Гадая, что за массажистка подвернется ему на будущей неделе, в главную лунную ночь месяца, Шарко натянул шорты и побрел к дому. Несмотря на жару, он испытывал сильнейший голод. Прямо-таки зверский голод. Волчий.
Глава 9
Шаг в пропасть
1
Татьяна Токарева не умела делать массаж и понятия не имела, что очень скоро ей придется освоить это древнее искусство. Бездетная, незамужняя, а теперь еще и безработная, она была очень одинока и в своем возрасте вряд ли могла рассчитывать на какие-то приятные сюрпризы от судьбы. Но за полтора часа до свидания в Александровском саду она неожиданно поняла, что сегодня наконец произойдет нечто такое, что в корне изменит ее унылое существование. Ощутив это предчувствие, она стала его лелеять в своей душе, опасаясь, чтобы оно ее не покинуло.

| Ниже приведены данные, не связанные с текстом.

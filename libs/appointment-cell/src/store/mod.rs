// libs/appointment-cell/src/store/mod.rs
pub mod memory;
pub mod supabase;

use async_trait::async_trait;
use chrono::{DateTime, NaiveDate, Utc};
use uuid::Uuid;

use crate::models::{
    Appointment, AppointmentStatus, AppointmentType, BookedInterval, SchedulingError, SortField,
    SortOrder,
};

pub use memory::InMemoryAppointmentStore;
pub use supabase::SupabaseAppointmentStore;

#[derive(Debug, Clone)]
pub struct NewAppointment {
    pub patient_id: Uuid,
    pub doctor_id: Uuid,
    pub scheduled_at: DateTime<Utc>,
    pub duration: i32,
    pub appointment_type: AppointmentType,
    pub reason: Option<String>,
    pub symptoms: Vec<String>,
}

/// Partial update; `None` fields are left untouched by the store.
#[derive(Debug, Clone, Default)]
pub struct AppointmentPatch {
    pub scheduled_at: Option<DateTime<Utc>>,
    pub duration: Option<i32>,
    pub appointment_type: Option<AppointmentType>,
    pub reason: Option<String>,
    pub notes: Option<String>,
    pub symptoms: Option<Vec<String>>,
    pub status: Option<AppointmentStatus>,
    pub cancel_reason: Option<String>,
    pub cancelled_at: Option<DateTime<Utc>>,
    pub completed_at: Option<DateTime<Utc>>,
}

#[derive(Debug, Clone, Default)]
pub struct AppointmentFilter {
    pub status: Option<AppointmentStatus>,
    pub appointment_type: Option<AppointmentType>,
    pub patient_id: Option<Uuid>,
    pub doctor_id: Option<Uuid>,
    pub from_date: Option<DateTime<Utc>>,
    pub to_date: Option<DateTime<Utc>>,
}

#[derive(Debug, Clone)]
pub struct PageRequest {
    pub skip: u64,
    pub take: u64,
    pub sort_by: SortField,
    pub sort_order: SortOrder,
}

#[derive(Debug, thiserror::Error)]
pub enum StoreError {
    #[error("Record not found")]
    NotFound,

    #[error("Storage backend error: {0}")]
    Backend(String),
}

impl From<StoreError> for SchedulingError {
    fn from(err: StoreError) -> Self {
        match err {
            StoreError::NotFound => SchedulingError::AppointmentNotFound,
            StoreError::Backend(msg) => SchedulingError::Storage(msg),
        }
    }
}

/// Persistence operations for appointments. Implementations are assumed to
/// execute against a consistent backing store; serialization of
/// conflict-check-then-write sequences is the scheduling service's job.
#[async_trait]
pub trait AppointmentStore: Send + Sync {
    async fn create(&self, new: NewAppointment) -> Result<Appointment, StoreError>;

    async fn get(&self, id: Uuid) -> Result<Option<Appointment>, StoreError>;

    async fn list(
        &self,
        filter: &AppointmentFilter,
        page: &PageRequest,
    ) -> Result<Vec<Appointment>, StoreError>;

    /// Must apply exactly the same filter as `list` so pagination totals
    /// stay honest.
    async fn count(&self, filter: &AppointmentFilter) -> Result<u64, StoreError>;

    async fn update(&self, id: Uuid, patch: AppointmentPatch) -> Result<Appointment, StoreError>;

    /// SCHEDULED/CONFIRMED appointments for the doctor, optionally excluding
    /// one id (so a reschedule does not conflict with itself).
    async fn list_active_for_doctor(
        &self,
        doctor_id: Uuid,
        exclude: Option<Uuid>,
    ) -> Result<Vec<Appointment>, StoreError>;

    /// Active appointments whose interval overlaps the given calendar day,
    /// ascending by start time. A booking that starts the previous evening
    /// and spills past midnight counts.
    async fn list_for_doctor_on_date(
        &self,
        doctor_id: Uuid,
        date: NaiveDate,
    ) -> Result<Vec<BookedInterval>, StoreError>;
}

Была ли она хоть раз по-настоящему счастлива за последние десять лет жизни? Ни единой минуты! С тех пор как, двадцатилетней, она пережила разочарование в любви, она не знала счастья. Близость с мужчинами не то чтобы отталкивала Таню, но и не дарила ей тех волшебных переживаний, о которых без конца говорят, пишут и снимают кино. Однажды любовник назвал ее бревном, и, хотя это ужасно оскорбило Таню, в глубине души она понимала, что ведет себя в постели пассивно и равнодушно. Может быть, ей просто не повстречался тот, кому хотелось бы отдаться со всей страстью, раз и навсегда, без остатка? Не слишком ли большие запросы? Ведь живут же другие женщины с нелюбимыми мужьями. Почему же Таня возомнила себя какой-то особенной? Какого рожна было нужно этой женщине с чистыми голубыми глазами ребенка? Неизвестно. Очевидно, она и сама не сумела бы дать исчерпывающий ответ. Однако, посмотревшись в зеркало, она торжественно пообещала своему отражению:
– Что-то произойдет! Не может не произойти, потому что не бывает так, чтобы плохое длилось вечно.
Зеркальная копия не перечила хозяйке, расчесывая перед зеркалом тщательно вымытые, подвитые на концах волосы. На фоне пунцовых штор Таня выглядела слегка осунувшейся и бледноватой, но знала, что, выйдя из спальни в большой мир, она преобразится. Что бы там ни было, а вчерашний знакомый и его неизвестный товарищ вызывали любопытство, а значит, и желание понравиться.
«Тем лучше, – говорила себе Таня, придирчиво поправляя складки на голубом сарафане с открытыми плечами. – Пусть этот Иван Долото будет грубияном в полном соответствии со своей корявой фамилией, лишь бы не ценителем корейской кухни или офисным клерком. Надоели… Если эти ребята говорят правду, то я, пожалуй, рискну. Мне непременно нужно самоутвердиться, пусть даже таким сомнительным образом. Иначе закисну в старых девах».
Опасаясь утратить недавнюю решимость, Таня вышла на улицу, хотя первоначально намеревалась явиться на свидание с пятнадцатиминутным опозданием. Ей не хватило выдержки. Кто способен задержать полет стрелы, выпущенной из лука? Именно так ощущала себя Таня – в свободном полете. Знать бы только, чем завершится он, свободный полет? Попаданием в цель или обескураживающим промахом?
2
Явившись в Александровский сад, она расположилась таким образом, чтобы солнце не светило прямо в глаза и чтобы видеть Кремлевскую стену.
Мимо проходили люди. Какой-то кавказец покосился на скучающую женщину, привлеченный ее красотой и одиночеством. Он кашлянул, присел на краешек той же скамьи, на которой сидела Таня, и заговорил:
– Какой погода хороший, слушай. Такой погода гулять и гулять.
Таня так злобно поглядела на него, что он поднялся и пошел прочь.
«Вот очередной пример, – сказала она себе, – почему, собственно, я прогнала этого джигита? Видный мужик, а если в нем что-то и раздражает, то это дурацкий акцент, из-за которого чувствуешь себя героиней пошлого анекдота. Почему же я сижу, как сова, одна? Зачем вычеркнула себя из жизни? Этого Ивана со столярной фамилией до сих пор нет, очень может быть, что он так и не появится. Пора уходить».
Тут она повернулась и увидела на своей скамейке незнакомца, умудрившегося подсесть совершенно незаметно и бесшумно. Был он загорелым, моложавым, несмотря на морщины, а одет так небрежно, как может позволить себе только очень хорошо сложенный и очень уверенный в себе мужчина.